大体1分間ピッタリがたった。バックストレッチも半分を超えて、息が完全に整った。踏み出す覚悟も、息も整った。
「3コーナーカーブに差し掛かります」
「先頭は7番のミトノオー、リードを広げていく」
前を見る。遠い。遠すぎる。
「負けない!」
600の標識が見えた。前の3番手に居た高飛車な子に一気に併せて行って4コーナーまでの中間。先頭は2番手から3バ身ほども広げている。それも、息を入れて。
「1バ身半、2バ身、3バ身、3、4コーナー中間!2番手は3番!追い上げていったのは外から5番、更に外からは……ミックファイア!」
だから、どうした。
私の末脚で差し切れば、全てを薙ぎ払えば、いい。
レースは、そういうものだ。
負けない。負けない。私は負けない。
4コーナーのキツいカーブの出口を5番のウマ娘と共に飛び出す。前との差は4バ身以上にも感じて、普通ならセーフティリードだ。

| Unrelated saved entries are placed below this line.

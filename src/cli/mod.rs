//! CLI parser and command dispatch.

mod check_config;
mod serve;

use clap::{Parser, Subcommand};

use site_relay::config::RelayConfig;

#[derive(Parser)]
#[command(name = "site-relay")]
#[command(about = "Contact-form relay for a personal static website")]
#[command(version)]
pub struct Cli {
    /// Enable verbose logging
    #[arg(short, long, global = true)]
    pub verbose: bool,

    #[command(subcommand)]
    command: Commands,
}

/// Check if verbose mode is enabled (for early logging setup).
pub fn is_verbose() -> bool {
    std::env::args().any(|arg| arg == "-v" || arg == "--verbose")
}

#[derive(Subcommand)]
enum Commands {
    /// Serve the contact relay over HTTP
    Serve {
        /// Address to bind to: PORT, HOST, or HOST:PORT (default: 127.0.0.1:8888)
        #[arg(default_value = "127.0.0.1:8888", env = "SITE_RELAY_BIND")]
        bind: String,
    },

    /// Show the relay configuration picked up from the environment
    CheckConfig,
}

/// Parse arguments and run the selected command.
pub async fn run() -> anyhow::Result<()> {
    let cli = Cli::parse();
    if cli.verbose {
        tracing::debug!("Verbose logging enabled");
    }
    let config = RelayConfig::from_env();

    match cli.command {
        Commands::Serve { bind } => serve::cmd_serve(config, &bind).await,
        Commands::CheckConfig => check_config::cmd_check_config(&config),
    }
}

#[cfg(test)]
mod tests {
    use super::*;

    #[test]
    fn test_verbose_flag_is_global() {
        let cli = Cli::try_parse_from(["site-relay", "check-config", "-v"]).unwrap();
        assert!(cli.verbose);
        assert!(matches!(cli.command, Commands::CheckConfig));

        let cli = Cli::try_parse_from(["site-relay", "serve", "0.0.0.0:9000"]).unwrap();
        assert!(!cli.verbose);
        assert!(matches!(cli.command, Commands::Serve { ref bind } if bind == "0.0.0.0:9000"));
    }
}
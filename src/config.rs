//! Relay configuration.
//!
//! Values come from the process environment (optionally seeded from a
//! `.env` file by the binary) and are captured once into a [`RelayConfig`]
//! that is handed to the relay at construction.

use crate::relay::RelayError;

/// Recipient used when `TO_EMAIL` is not set.
pub const DEFAULT_TO_EMAIL: &str = "hello@example.com";

/// SendGrid v3 send endpoint.
pub const DEFAULT_SENDGRID_ENDPOINT: &str = "https://api.sendgrid.com/v3/mail/send";

/// Page visitors land on after a submission (real or filtered).
pub const SUCCESS_PATH: &str = "/contact-success.html";

/// Configuration for the contact-form relay.
#[derive(Debug, Clone, PartialEq, Eq)]
pub struct RelayConfig {
    /// SendGrid API key. Required for sending; absence is reported per request.
    pub api_key: Option<String>,
    /// Address that receives contact messages.
    pub to_email: String,
    /// Sender address. Falls back to the submitter's address when unset.
    pub from_email: Option<String>,
    /// Email API endpoint
    pub endpoint: String,
    /// Redirect target after a successful submission
    pub success_path: String,
}

impl Default for RelayConfig {
    fn default() -> Self {
        Self {
            api_key: None,
            to_email: DEFAULT_TO_EMAIL.to_string(),
            from_email: None,
            endpoint: DEFAULT_SENDGRID_ENDPOINT.to_string(),
            success_path: SUCCESS_PATH.to_string(),
        }
    }
}

impl RelayConfig {
    /// Build the configuration from the process environment.
    ///
    /// Supported env vars:
    /// - `SENDGRID_API_KEY`: API key (required to send)
    /// - `TO_EMAIL`: recipient address
    /// - `FROM_EMAIL`: sender address
    /// - `SENDGRID_ENDPOINT`: alternate send endpoint (testing, regional hosts)
    pub fn from_env() -> Self {
        Self::from_lookup(|key| std::env::var(key).ok())
    }

    /// Build the configuration from an arbitrary key lookup.
    ///
    /// Empty values are treated the same as missing ones.
    pub fn from_lookup<F>(lookup: F) -> Self
    where
        F: Fn(&str) -> Option<String>,
    {
        let get = |key: &str| lookup(key).filter(|v| !v.trim().is_empty());
        let mut config = Self::default();

        config.api_key = get("SENDGRID_API_KEY");
        if let Some(to) = get("TO_EMAIL") {
            config.to_email = to;
        }
        config.from_email = get("FROM_EMAIL");
        if let Some(endpoint) = get("SENDGRID_ENDPOINT") {
            config.endpoint = endpoint;
        }

        config
    }

    pub fn with_api_key(mut self, api_key: &str) -> Self {
        self.api_key = Some(api_key.to_string());
        self
    }

    pub fn with_to_email(mut self, to_email: &str) -> Self {
        self.to_email = to_email.to_string();
        self
    }

    pub fn with_from_email(mut self, from_email: &str) -> Self {
        self.from_email = Some(from_email.to_string());
        self
    }

    pub fn with_endpoint(mut self, endpoint: &str) -> Self {
        self.endpoint = endpoint.to_string();
        self
    }

    /// The API key, or [`RelayError::MissingApiKey`] when none is configured.
    pub fn api_key(&self) -> Result<&str, RelayError> {
        self.api_key.as_deref().ok_or(RelayError::MissingApiKey)
    }

    /// Sender address for a message from `submitter`.
    pub fn sender_for<'a>(&'a self, submitter: &'a str) -> &'a str {
        self.from_email.as_deref().unwrap_or(submitter)
    }
}
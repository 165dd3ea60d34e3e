//! site-relay - glue code for a personal static website.
//!
//! Two independent pieces live here:
//! - [`relay`]: forwards contact-form submissions to SendGrid and redirects
//!   the visitor to a success page.
//! - [`ui`]: navigation toggle and gallery lightbox behaviours for the pages,
//!   with browser bindings behind the `web` feature.

pub mod config;
pub mod relay;
pub mod ui;

#[cfg(feature = "server")]
pub mod server;
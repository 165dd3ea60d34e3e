//! Browser bindings for the page behaviours.

use std::rc::Rc;

use wasm_bindgen::prelude::*;
use wasm_bindgen::JsCast;
use web_sys::{Document, Element};

use super::{
    DomElement, Lightbox, NavToggle, LIGHTBOX_IMAGE_SELECTOR, LIGHTBOX_SELECTOR,
    NAV_LIST_SELECTOR, NAV_TOGGLE_SELECTOR, THUMBNAIL_SELECTOR,
};

impl DomElement for Element {
    fn has_class(&self, class: &str) -> bool {
        self.class_list().contains(class)
    }

    fn add_class(&self, class: &str) {
        let _ = self.class_list().add_1(class);
    }

    fn remove_class(&self, class: &str) {
        let _ = self.class_list().remove_1(class);
    }

    fn toggle_class(&self, class: &str) -> bool {
        self.class_list().toggle(class).unwrap_or(false)
    }

    fn attr(&self, name: &str) -> Option<String> {
        self.get_attribute(name)
    }

    fn set_attr(&self, name: &str, value: &str) {
        let _ = self.set_attribute(name, value);
    }
}

/// Wire both behaviours once the module loads.
#[wasm_bindgen(start)]
pub fn start() {
    let Some(document) = web_sys::window().and_then(|w| w.document()) else {
        return;
    };

    attach_nav(&document);
    attach_lightbox(&document);
}

fn query(document: &Document, selector: &str) -> Option<Element> {
    document.query_selector(selector).ok().flatten()
}

fn query_all(document: &Document, selector: &str) -> Vec<Element> {
    let Ok(nodes) = document.query_selector_all(selector) else {
        return Vec::new();
    };

    (0..nodes.length())
        .filter_map(|i| nodes.item(i))
        .filter_map(|node| node.dyn_into::<Element>().ok())
        .collect()
}

/// Register a click listener for the lifetime of the page.
fn on_click<F>(target: &Element, handler: F)
where
    F: FnMut() + 'static,
{
    let closure = Closure::<dyn FnMut()>::new(handler);
    let _ = target.add_event_listener_with_callback("click", closure.as_ref().unchecked_ref());
    closure.forget();
}

fn attach_nav(document: &Document) {
    let Some(nav) = NavToggle::bind(
        query(document, NAV_TOGGLE_SELECTOR),
        query(document, NAV_LIST_SELECTOR),
    ) else {
        return;
    };

    let target = nav.toggle().clone();
    on_click(&target, move || {
        nav.click();
    });
}

fn attach_lightbox(document: &Document) {
    let Some(lightbox) = Lightbox::bind(
        query(document, LIGHTBOX_SELECTOR),
        query(document, LIGHTBOX_IMAGE_SELECTOR),
        query_all(document, THUMBNAIL_SELECTOR),
    ) else {
        return;
    };
    let lightbox = Rc::new(lightbox);

    for (index, thumb) in lightbox.thumbnails().iter().enumerate() {
        let lightbox = Rc::clone(&lightbox);
        on_click(thumb, move || {
            lightbox.open(index);
        });
    }

    let overlay = lightbox.overlay().clone();
    on_click(&overlay, move || lightbox.close());
}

「ミックファイア、ユティタム、前を追っていく!しかし先頭はミトノオー、リードを広げて4コーナーから直線!」
400の標識ポールが一瞬で横切った。スタンドからの全力の歓声の風が、風速何十メートルにもなって吹き付けて、眩しいスタンド照明の太陽が照りつける。照らされた無限の砂漠、ダートに一歩、また一歩と踏み締めた。
中央のウマ娘は強い。確かに。強い。
だからといって、負けていい理由にはならない。
私たちは、誇り高き地方ウマ娘。
素質だけじゃない。努力も、練習も、友情も、場所が全てを変えるわけじゃない。
輝くことは、誰にでも出来る。誰にでも託された奇跡なんだ。
「ミトノオーが先頭、5バ身、6バ身のリード!」
「2番手、追って、ユティタム!」
高飛車なウマ娘が必死に追い縋ろうとする姿が見えた。輝くためには、誰しもが必死になる。それが、美しい。
ギアを、上げる。スロットルを強く押し出す。
残り、300メートル。
「なん、っなんですの?!」
私は並んで、突き放した。
「ミックファイア、ミックファイア、ユティタム、並んで前との差を詰めてくる!」
歓声が、もっと欲しい。
全ては、指標となるために。
心臓が苦しい。息はとっくに切れている。呼吸は少しでも酸素を掴もうとして、心臓は痛いぐらいに鼓動を鳴らして血管に血を送り流す。体全体の血管は脈動し、筋肉、末端の全ての神経に全てを流し込む。
「200を通過!前は、粘る、ミトノオー!」
捉えた。シュートキュー、ロックオン。
「外から、ミックファイア!ミックファイア!」
「一歩ずつぅ!迫ってきた!」
あんなに遠かった先頭の背中が、すぐに隣。
「ミックファイア、外から捉えた!」
「6番ミックファイア、三冠達成!」
ゴール板は、そこにあった。
「お見事!無敗の3冠ウマ娘誕生!」
コースを流す。
実感が、湧かない。
スタンド前にゆったりと歩みを進める。
「怪物ミックファイア、中央の、URAの強豪を退けて、無敗の三冠を勝ち取りました。トーシンブリザード以来の無敗の3冠ウマ娘!」
「大井寮所属のウマ娘としては、オリオンザサンクス以来のダートダービー制覇でもあります!」
「大歓声に笑顔で応えるミックファイア!」
思わず、三本指を立てたガッツポーズを。三冠のポーズを取る。親指と人差し指、中指を立てて。